* [WORK ORDER]
All of the records need to be retyped exactly, with no line dropped.

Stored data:
○ ○ ○

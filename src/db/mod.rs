use std::{
    path::{Path, PathBuf},
    sync::{mpsc, Arc, Mutex},
    thread::{self, JoinHandle},
};

use anyhow::{anyhow, Context, Result};
use log::{error, info};
use rusqlite::Connection;
use tokio::sync::oneshot;

mod helpers;
mod migrations;
pub mod models;
mod repositories;

use migrations::run_migrations;

pub use models::NotifiedAssignment;

type DbTask = Box<dyn FnOnce(&mut Connection) + Send + 'static>;

enum DbCommand {
    Execute(DbTask),
    Shutdown,
}

struct DatabaseInner {
    sender: mpsc::Sender<DbCommand>,
    worker: Mutex<Option<JoinHandle<()>>>,
}

impl Drop for DatabaseInner {
    fn drop(&mut self) {
        let mut guard = match self.worker.lock() {
            Ok(guard) => guard,
            Err(poisoned) => poisoned.into_inner(),
        };

        if let Some(handle) = guard.take() {
            if let Err(err) = self.sender.send(DbCommand::Shutdown) {
                error!("Failed to send shutdown to DB thread: {err}");
            }
            if let Err(join_err) = handle.join() {
                error!("Failed to join DB thread: {join_err:?}");
            }
        }
    }
}

/// SQLite handle. The connection lives on a dedicated thread; async callers
/// hand it closures and await the reply.
#[derive(Clone)]
pub struct Database {
    inner: Arc<DatabaseInner>,
    db_path: Arc<PathBuf>,
}

impl Database {
    pub fn new(db_path: PathBuf) -> Result<Self> {
        if let Some(parent) = db_path.parent() {
            std::fs::create_dir_all(parent).with_context(|| {
                format!("failed to create database directory {}", parent.display())
            })?;
        }

        let (command_tx, command_rx) = mpsc::channel::<DbCommand>();
        let (ready_tx, ready_rx) = mpsc::channel();
        let path_for_thread = db_path.clone();

        let worker = thread::Builder::new()
            .name("jobwatch-db".into())
            .spawn(move || {
                let mut conn = match Connection::open(&path_for_thread) {
                    Ok(connection) => connection,
                    Err(err) => {
                        let _ = ready_tx.send(Err(anyhow::Error::new(err)
                            .context("failed to open SQLite database")));
                        return;
                    }
                };

                if let Err(err) = conn.pragma_update(None, "journal_mode", "WAL") {
                    error!("Failed to enable WAL mode: {err}");
                }

                let init_result =
                    run_migrations(&mut conn).context("failed to run database migrations");
                if ready_tx.send(init_result).is_err() {
                    error!("DB initialization receiver dropped before ready signal");
                    return;
                }

                while let Ok(command) = command_rx.recv() {
                    match command {
                        DbCommand::Execute(task) => task(&mut conn),
                        DbCommand::Shutdown => break,
                    }
                }

                info!("Database thread shutting down");
            })
            .with_context(|| "failed to spawn database worker thread")?;

        ready_rx
            .recv()
            .context("database worker exited before signaling readiness")??;

        info!("Seen journal opened at {}", db_path.display());

        Ok(Self {
            inner: Arc::new(DatabaseInner {
                sender: command_tx,
                worker: Mutex::new(Some(worker)),
            }),
            db_path: Arc::new(db_path),
        })
    }

    pub fn path(&self) -> &Path {
        self.db_path.as_path()
    }

    pub async fn execute<F, T>(&self, task: F) -> Result<T>
    where
        F: FnOnce(&mut Connection) -> Result<T> + Send + 'static,
        T: Send + 'static,
    {
        let sender = self.inner.sender.clone();
        let (reply_tx, reply_rx) = oneshot::channel();

        let command = DbCommand::Execute(Box::new(move |conn| {
            let result = task(conn);
            if reply_tx.send(result).is_err() {
                error!("DB caller dropped before receiving result");
            }
        }));

        sender
            .send(command)
            .map_err(|err| anyhow!("failed to send command to DB thread: {err}"))?;

        reply_rx
            .await
            .map_err(|_| anyhow!("database thread terminated unexpectedly"))?
    }
}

○ ○ ○

* [THE ANSWER]
filename src/db/mod.rs
use std::{
    path::{Path, PathBuf},
    sync::{mpsc, Arc, Mutex},
    thread::{self, JoinHandle},
};

use anyhow::{anyhow, Context, Result};
use log::{error, info};
use rusqlite::Connection;
use tokio::sync::oneshot;

mod helpers;
mod migrations;
pub mod models;
mod repositories;

use migrations::run_migrations;

pub use models::NotifiedAssignment;

type DbTask = Box<dyn FnOnce(&mut Connection) + Send + 'static>;

enum DbCommand {
    Execute(DbTask),
    Shutdown,
}

struct DatabaseInner {
    sender: mpsc::Sender<DbCommand>,
    worker: Mutex<Option<JoinHandle<()>>>,
}

impl Drop for DatabaseInner {
    fn drop(&mut self) {
        let mut guard = match self.worker.lock() {
            Ok(guard) => guard,
            Err(poisoned) => poisoned.into_inner(),
        };

        if let Some(handle) = guard.take() {
            if let Err(err) = self.sender.send(DbCommand::Shutdown) {
                error!("Failed to send shutdown to DB thread: {err}");
            }
            if let Err(join_err) = handle.join() {
                error!("Failed to join DB thread: {join_err:?}");
            }
        }
    }
}

/// SQLite handle. The connection lives on a dedicated thread; async callers
/// hand it closures and await the reply.
#[derive(Clone)]
pub struct Database {
    inner: Arc<DatabaseInner>,
    db_path: Arc<PathBuf>,
}

impl Database {
    pub fn new(db_path: PathBuf) -> Result<Self> {
        if let Some(parent) = db_path.parent() {
            std::fs::create_dir_all(parent).with_context(|| {
                format!("failed to create database directory {}", parent.display())
            })?;
        }

        let (command_tx, command_rx) = mpsc::channel::<DbCommand>();
        let (ready_tx, ready_rx) = mpsc::channel();
        let path_for_thread = db_path.clone();

        let worker = thread::Builder::new()
            .name("jobwatch-db".into())
            .spawn(move || {
                let mut conn = match Connection::open(&path_for_thread) {
                    Ok(connection) => connection,
                    Err(err) => {
                        let _ = ready_tx.send(Err(anyhow::Error::new(err)
                            .context("failed to open SQLite database")));
                        return;
                    }
                };

                if let Err(err) = conn.pragma_update(None, "journal_mode", "WAL") {
                    error!("Failed to enable WAL mode: {err}");
                }

                let init_result =
                    run_migrations(&mut conn).context("failed to run database migrations");
                if ready_tx.send(init_result).is_err() {
                    error!("DB initialization receiver dropped before ready signal");
                    return;
                }

                while let Ok(command) = command_rx.recv() {
                    match command {
                        DbCommand::Execute(task) => task(&mut conn),
                        DbCommand::Shutdown => break,
                    }
                }

                info!("Database thread shutting down");
            })
            .with_context(|| "failed to spawn database worker thread")?;

        ready_rx
            .recv()
            .context("database worker exited before signaling readiness")??;

        info!("Seen journal opened at {}", db_path.display());

        Ok(Self {
            inner: Arc::new(DatabaseInner {
                sender: command_tx,
                worker: Mutex::new(Some(worker)),
            }),
            db_path: Arc::new(db_path),
        })
    }

    pub fn path(&self) -> &Path {
        self.db_path.as_path()
    }

    pub async fn execute<F, T>(&self, task: F) -> Result<T>
    where
        F: FnOnce(&mut Connection) -> Result<T> + Send + 'static,
        T: Send + 'static,
    {
        let sender = self.inner.sender.clone();
        let (reply_tx, reply_rx) = oneshot::channel();

        let command = DbCommand::Execute(Box::new(move |conn| {
            let result = task(conn);
            if reply_tx.send(result).is_err() {
                error!("DB caller dropped before receiving result");
            }
        }));

        sender
            .send(command)
            .map_err(|err| anyhow!("failed to send command to DB thread: {err}"))?;

        reply_rx
            .await
            .map_err(|_| anyhow!("database thread terminated unexpectedly"))?
    }
}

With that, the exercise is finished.